The girls watched with breathless interest. Charles rolled the smallest piece of wax round in his hands till it was like a marble, and the biggest piece till it was like a fives ball; the remaining four he rolled lengthwise till they were like thick tobacco-pipes. Then he stuck the four pipey bits and the round marble on to the fives ball and held the whole thing out triumphantly.

‘I think it’s awfully like,’ he said, ‘especially the right arm that he hit Rupert with. I should like to stick just one pin in that.’

‘You mustn’t,’ said Caroline. ‘Yes, it’s awfully nice, but it hasn’t any clothes. I know statues of Greek heroes don’t have any clothes. But he’s not a Greek hero. And nowadays people have to have clothes even in their statues. Look at Mr. Gladstone. And it would be more like real if it had a nose and ears, wouldn’t it?’
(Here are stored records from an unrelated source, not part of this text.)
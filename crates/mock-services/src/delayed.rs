//! Delayed wrapper - adds artificial latency to another conversation service.

use std::time::Duration;

use async_trait::async_trait;
use chat_core::{ConversationService, RunSnapshot, ServiceError, ThreadMessage, ToolCallOutput};
use tokio::time::sleep;

/// Wraps a conversation service and sleeps before every call.
///
/// Useful for testing deadlines, cancellation and overlapping requests.
pub struct DelayedConversation<C: ConversationService> {
    inner: C,
    delay: Duration,
}

impl<C: ConversationService> DelayedConversation<C> {
    pub fn new(inner: C, delay: Duration) -> Self {
        Self { inner, delay }
    }

    /// Create a wrapper with a delay in milliseconds.
    pub fn with_millis(inner: C, millis: u64) -> Self {
        Self::new(inner, Duration::from_millis(millis))
    }

    pub fn inner(&self) -> &C {
        &self.inner
    }
}

#[async_trait]
impl<C: ConversationService> ConversationService for DelayedConversation<C> {
    async fn create_thread(&self) -> Result<String, ServiceError> {
        sleep(self.delay).await;
        self.inner.create_thread().await
    }

    async fn add_user_message(&self, thread_id: &str, content: &str) -> Result<String, ServiceError> {
        sleep(self.delay).await;
        self.inner.add_user_message(thread_id, content).await
    }

    async fn create_run(&self, thread_id: &str, assistant_id: &str) -> Result<RunSnapshot, ServiceError> {
        sleep(self.delay).await;
        self.inner.create_run(thread_id, assistant_id).await
    }

    async fn get_run(&self, thread_id: &str, run_id: &str) -> Result<RunSnapshot, ServiceError> {
        sleep(self.delay).await;
        self.inner.get_run(thread_id, run_id).await
    }

    async fn submit_tool_outputs(
        &self,
        thread_id: &str,
        run_id: &str,
        outputs: Vec<ToolCallOutput>,
    ) -> Result<RunSnapshot, ServiceError> {
        sleep(self.delay).await;
        self.inner.submit_tool_outputs(thread_id, run_id, outputs).await
    }

    async fn cancel_run(&self, thread_id: &str, run_id: &str) -> Result<(), ServiceError> {
        self.inner.cancel_run(thread_id, run_id).await
    }

    async fn list_messages(&self, thread_id: &str, limit: usize) -> Result<Vec<ThreadMessage>, ServiceError> {
        sleep(self.delay).await;
        self.inner.list_messages(thread_id, limit).await
    }
}
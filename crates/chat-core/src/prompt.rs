//! Stable fingerprints for prompts and payloads.

use sha2::{Digest, Sha256};

/// Compute a stable SHA-256 fingerprint for a prompt string.
pub fn hash_prompt(prompt: &str) -> String {
    hash_bytes(prompt.as_bytes())
}

/// Hex-encoded SHA-256 of arbitrary bytes.
pub fn hash_bytes(bytes: &[u8]) -> String {
    let digest = Sha256::digest(bytes);
    let mut hex = String::with_capacity(digest.len() * 2);
    for byte in digest {
        hex.push_str(&format!("{:02x}", byte));
    }
    hex
}
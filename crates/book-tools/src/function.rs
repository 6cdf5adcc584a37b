//! The closed set of functions the assistant may call.

use serde_json::{json, Value};
use std::fmt;

/// A function exposed to the main assistant.
#[derive(Debug, Clone, Copy, PartialEq, Eq, Hash, PartialOrd, Ord)]
pub enum BookFunction {
    RecommendBooks,
    SearchBookByTitle,
    GetBookContent,
}

impl BookFunction {
    /// Every function, in declaration order.
    pub const ALL: [BookFunction; 3] = [
        BookFunction::RecommendBooks,
        BookFunction::SearchBookByTitle,
        BookFunction::GetBookContent,
    ];

    /// Name the model uses to call this function.
    pub fn name(&self) -> &'static str {
        match self {
            BookFunction::RecommendBooks => "recommend_books",
            BookFunction::SearchBookByTitle => "search_book_by_title",
            BookFunction::GetBookContent => "get_book_content",
        }
    }

    /// Resolve a model-emitted name. Exact match only.
    pub fn from_name(name: &str) -> Option<Self> {
        Self::ALL.into_iter().find(|f| f.name() == name)
    }

    pub fn description(&self) -> &'static str {
        match self {
            BookFunction::RecommendBooks => {
                "Recommend books based on the user's reading interests. Call this once per turn; \
                 if the user has several interests, summarize them into a single short phrase."
            }
            BookFunction::SearchBookByTitle => {
                "Search the catalog for books matching a title. Use this when the user wants to \
                 talk about a book but only gave its title."
            }
            BookFunction::GetBookContent => {
                "Get the full content of the book with the given book_id. Use this once you know \
                 which specific book the user wants to discuss."
            }
        }
    }

    /// JSON schema of the function's parameters.
    pub fn parameters(&self) -> Value {
        match self {
            BookFunction::RecommendBooks => json!({
                "type": "object",
                "properties": {
                    "user_interests": {
                        "type": "string",
                        "description": "A short phrase summarizing the kinds of books the user is likely to enjoy, based on the conversation."
                    }
                },
                "required": ["user_interests"]
            }),
            BookFunction::SearchBookByTitle => json!({
                "type": "object",
                "properties": {
                    "title": {
                        "type": "string",
                        "description": "The book title mentioned by the user."
                    }
                },
                "required": ["title"]
            }),
            BookFunction::GetBookContent => json!({
                "type": "object",
                "properties": {
                    "book_id": {
                        "type": "string",
                        "description": "Unique identifier of the book."
                    }
                },
                "required": ["book_id"]
            }),
        }
    }

    /// Tool definition in the assistant API's `function` format.
    pub fn definition(&self) -> Value {
        json!({
            "type": "function",
            "function": {
                "name": self.name(),
                "description": self.description(),
                "parameters": self.parameters(),
            }
        })
    }

    /// Progress category reported while the function runs.
    pub fn progress_kind(&self) -> &'static str {
        match self {
            BookFunction::RecommendBooks => "book_recommendation",
            BookFunction::SearchBookByTitle => "book_search",
            BookFunction::GetBookContent => "book_content",
        }
    }

    pub fn icon(&self) -> &'static str {
        progress_icon(self.progress_kind())
    }

    /// Payload fields used when the function cannot produce a result.
    pub fn empty_payload(&self) -> Value {
        match self {
            BookFunction::RecommendBooks => json!({ "recommended_books": [] }),
            BookFunction::SearchBookByTitle => json!({ "matched_books": [] }),
            BookFunction::GetBookContent => json!({ "book": null }),
        }
    }

    /// Whether identical calls may be answered from cache.
    pub fn is_cacheable(&self) -> bool {
        !matches!(self, BookFunction::RecommendBooks)
    }
}

impl fmt::Display for BookFunction {
    fn fmt(&self, f: &mut fmt::Formatter<'_>) -> fmt::Result {
        f.write_str(self.name())
    }
}

/// Icon for a progress category; unknown categories get a generic spinner.
pub fn progress_icon(kind: &str) -> &'static str {
    match kind {
        "book_recommendation" => "📚",
        "book_search" => "🔍",
        "book_content" => "📖",
        _ => "🔄",
    }
}

/// Definitions for every function, ready to attach to an assistant.
pub fn function_definitions() -> Vec<Value> {
    BookFunction::ALL.iter().map(BookFunction::definition).collect()
}

#[cfg(test)]
mod tests {
    use super::*;

    #[test]
    fn test_name_round_trip() {
        for function in BookFunction::ALL {
            assert_eq!(BookFunction::from_name(function.name()), Some(function));
        }
        assert_eq!(BookFunction::from_name("launch_rocket"), None);
        assert_eq!(BookFunction::from_name("Recommend_Books"), None);
    }

    #[test]
    fn test_progress_markers() {
        assert_eq!(BookFunction::RecommendBooks.progress_kind(), "book_recommendation");
        assert_eq!(BookFunction::RecommendBooks.icon(), "📚");
        assert_eq!(BookFunction::SearchBookByTitle.icon(), "🔍");
        assert_eq!(BookFunction::GetBookContent.icon(), "📖");
        assert_eq!(progress_icon("something_else"), "🔄");
    }

    #[test]
    fn test_definitions_shape() {
        let definitions = function_definitions();
        assert_eq!(definitions.len(), 3);
        assert_eq!(definitions[0]["type"], "function");
        assert_eq!(definitions[0]["function"]["name"], "recommend_books");
        assert_eq!(
            definitions[2]["function"]["parameters"]["required"],
            json!(["book_id"])
        );
    }
}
‘I say,’ said Charlotte, ‘let’s get bits of bent twigs and pretend they’re him, and then make wax clothes. Do let us help, Charles. It does look so interesting to do. You shall do the first kind thing for him if you’ll let us help make him.’
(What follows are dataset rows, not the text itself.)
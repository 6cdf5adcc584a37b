//! Configuration for OpenAiClient.

use chat_core::ServiceError;
use std::env;

/// Default OpenAI API base URL.
pub const DEFAULT_API_URL: &str = "https://api.openai.com";

/// Configuration for OpenAiClient.
#[derive(Debug, Clone)]
pub struct OpenAiConfig {
    /// API base URL (without the `/v1` suffix).
    pub api_url: String,

    /// API key for authentication.
    pub api_key: String,

    /// Model used for assistants created by this client.
    pub model: String,

    /// Model used for one-shot completions (warning messages).
    pub warning_model: String,

    /// Text-to-speech model.
    pub tts_model: String,

    /// Speech-to-text model.
    pub transcribe_model: String,

    /// Per-request HTTP timeout in seconds.
    pub timeout_secs: u64,
}

impl Default for OpenAiConfig {
    fn default() -> Self {
        Self {
            api_url: DEFAULT_API_URL.to_string(),
            api_key: String::new(),
            model: "gpt-4-turbo".to_string(),
            warning_model: "gpt-4-turbo".to_string(),
            tts_model: "tts-1".to_string(),
            transcribe_model: "whisper-1".to_string(),
            timeout_secs: 60,
        }
    }
}

impl OpenAiConfig {
    /// Create configuration from environment variables.
    ///
    /// Required environment variables:
    /// - `OPENAI_API_KEY` - API key for authentication
    ///
    /// Optional environment variables:
    /// - `OPENAI_API_URL` - API URL (default: https://api.openai.com)
    /// - `OPENAI_MODEL` - Assistant model (default: gpt-4-turbo)
    /// - `OPENAI_WARNING_MODEL` - Completion model (default: gpt-4-turbo)
    /// - `OPENAI_TTS_MODEL` - Speech model (default: tts-1)
    /// - `OPENAI_TRANSCRIBE_MODEL` - Transcription model (default: whisper-1)
    /// - `OPENAI_HTTP_TIMEOUT_SECS` - Request timeout (default: 60)
    pub fn from_env() -> Result<Self, ServiceError> {
        let api_key = env::var("OPENAI_API_KEY")
            .map_err(|_| ServiceError::Configuration("OPENAI_API_KEY not set".to_string()))?;

        let defaults = Self::default();

        let api_url = env::var("OPENAI_API_URL").unwrap_or(defaults.api_url);
        let model = env::var("OPENAI_MODEL").unwrap_or(defaults.model);
        let warning_model = env::var("OPENAI_WARNING_MODEL").unwrap_or(defaults.warning_model);
        let tts_model = env::var("OPENAI_TTS_MODEL").unwrap_or(defaults.tts_model);
        let transcribe_model =
            env::var("OPENAI_TRANSCRIBE_MODEL").unwrap_or(defaults.transcribe_model);

        let timeout_secs = env::var("OPENAI_HTTP_TIMEOUT_SECS")
            .ok()
            .and_then(|v| v.parse().ok())
            .unwrap_or(defaults.timeout_secs);

        Ok(Self {
            api_url,
            api_key,
            model,
            warning_model,
            tts_model,
            transcribe_model,
            timeout_secs,
        })
    }

    /// Create a new config builder.
    pub fn builder() -> OpenAiConfigBuilder {
        OpenAiConfigBuilder::default()
    }

    /// Full URL for an API path such as `/threads`.
    pub fn endpoint(&self, path: &str) -> String {
        format!("{}/v1{}", self.api_url.trim_end_matches('/'), path)
    }
}

/// Builder for OpenAiConfig.
#[derive(Debug, Default)]
pub struct OpenAiConfigBuilder {
    config: OpenAiConfig,
}

impl OpenAiConfigBuilder {
    /// Set the API key.
    pub fn api_key(mut self, key: impl Into<String>) -> Self {
        self.config.api_key = key.into();
        self
    }

    /// Set the API URL.
    pub fn api_url(mut self, url: impl Into<String>) -> Self {
        self.config.api_url = url.into();
        self
    }

    /// Set the assistant model.
    pub fn model(mut self, model: impl Into<String>) -> Self {
        self.config.model = model.into();
        self
    }

    pub fn warning_model(mut self, model: impl Into<String>) -> Self {
        self.config.warning_model = model.into();
        self
    }

    pub fn tts_model(mut self, model: impl Into<String>) -> Self {
        self.config.tts_model = model.into();
        self
    }

    pub fn transcribe_model(mut self, model: impl Into<String>) -> Self {
        self.config.transcribe_model = model.into();
        self
    }

    pub fn timeout_secs(mut self, secs: u64) -> Self {
        self.config.timeout_secs = secs;
        self
    }

    /// Build the configuration.
    pub fn build(self) -> OpenAiConfig {
        self.config
    }
}

#[cfg(test)]
mod tests {
    use super::*;

    #[test]
    fn test_default_config() {
        let config = OpenAiConfig::default();

        assert_eq!(config.api_url, "https://api.openai.com");
        assert!(config.api_key.is_empty());
        assert_eq!(config.model, "gpt-4-turbo");
        assert_eq!(config.tts_model, "tts-1");
        assert_eq!(config.transcribe_model, "whisper-1");
        assert_eq!(config.timeout_secs, 60);
    }

    #[test]
    fn test_builder_all_options() {
        let config = OpenAiConfig::builder()
            .api_key("my-key")
            .api_url("http://localhost:9999/")
            .model("gpt-4o")
            .warning_model("gpt-4o-mini")
            .tts_model("tts-1-hd")
            .transcribe_model("whisper-2")
            .timeout_secs(5)
            .build();

        assert_eq!(config.api_key, "my-key");
        assert_eq!(config.model, "gpt-4o");
        assert_eq!(config.warning_model, "gpt-4o-mini");
        assert_eq!(config.tts_model, "tts-1-hd");
        assert_eq!(config.transcribe_model, "whisper-2");
        assert_eq!(config.timeout_secs, 5);
        assert_eq!(config.endpoint("/threads"), "http://localhost:9999/v1/threads");
    }

    // Environment-based tests are combined into a single test to avoid
    // race conditions when tests run in parallel (env vars are process-global).
    #[test]
    fn test_from_env_scenarios() {
        use std::sync::Mutex;
        static ENV_LOCK: Mutex<()> = Mutex::new(());
        let _guard = ENV_LOCK.lock().unwrap();

        fn clear_all_openai_vars() {
            for key in [
                "OPENAI_API_KEY",
                "OPENAI_API_URL",
                "OPENAI_MODEL",
                "OPENAI_WARNING_MODEL",
                "OPENAI_TTS_MODEL",
                "OPENAI_TRANSCRIBE_MODEL",
                "OPENAI_HTTP_TIMEOUT_SECS",
            ] {
                std::env::remove_var(key);
            }
        }

        clear_all_openai_vars();
        match OpenAiConfig::from_env() {
            Err(ServiceError::Configuration(msg)) => assert!(msg.contains("OPENAI_API_KEY")),
            other => panic!("Expected Configuration error, got {:?}", other.map(|_| ())),
        }

        clear_all_openai_vars();
        std::env::set_var("OPENAI_API_KEY", "env-key");
        std::env::set_var("OPENAI_HTTP_TIMEOUT_SECS", "not-a-number");
        let config = OpenAiConfig::from_env().unwrap();
        assert_eq!(config.api_key, "env-key");
        assert_eq!(config.api_url, "https://api.openai.com");
        assert_eq!(config.timeout_secs, 60);

        clear_all_openai_vars();
        std::env::set_var("OPENAI_API_KEY", "env-key");
        std::env::set_var("OPENAI_MODEL", "gpt-4o");
        std::env::set_var("OPENAI_HTTP_TIMEOUT_SECS", "15");
        let config = OpenAiConfig::from_env().unwrap();
        assert_eq!(config.model, "gpt-4o");
        assert_eq!(config.timeout_secs, 15);

        clear_all_openai_vars();
    }
}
I think he’s all right,’ said Charles, looking at the blobby thing he had made, which was more like an imperfect octopus than a man; ‘but if you promise me to do the first thing, I don’t mind.’

‘Right O! I’ll get the sticks.’

When the sticks had been found, the three children began to model parts of the Murdstone man, but Caroline and Charles soon stopped and were content to watch Charlotte. She really seemed to know what she was about, which the others felt could not be said of them. She chose suitable twigs, fastened them together with bits of wax, and then began to clothe them with wax. She produced an arrangement not at all unlike a jacket and waistcoat. The trousers were a failure. The most accomplished sculptors have admitted that trousers are difficult to treat artistically. But they remembered that, last time they had seen him, the Murdstone man had worn knickerbockers, and in these, revealing the shape of the stockinged human leg, Charlotte was considered to have surpassed herself. The head was very difficult, but even this was managed, the hair question being settled by a large flat cap with a peak. The new model had a nose and mouth, ears large, but still ears, and hands each with four fingers and a thumb. And when Charlotte rolled up the tiniest bits of wax, flattened them and stuck them on the coat and waistcoat for buttons, Caroline shouted, ‘Bravo! You’re as good as Praxi—what’s-his-name!’ and even Charles said it wasn’t half bad.

‘Now,’ said Charlotte, ‘the first nice thing to do for him is to put him in a bed of rose leaves. That’s what they say when they mean a life without a sorrow or care.’

‘And then burn incense. We can make the incense out of the proper flowers,’ Caroline said.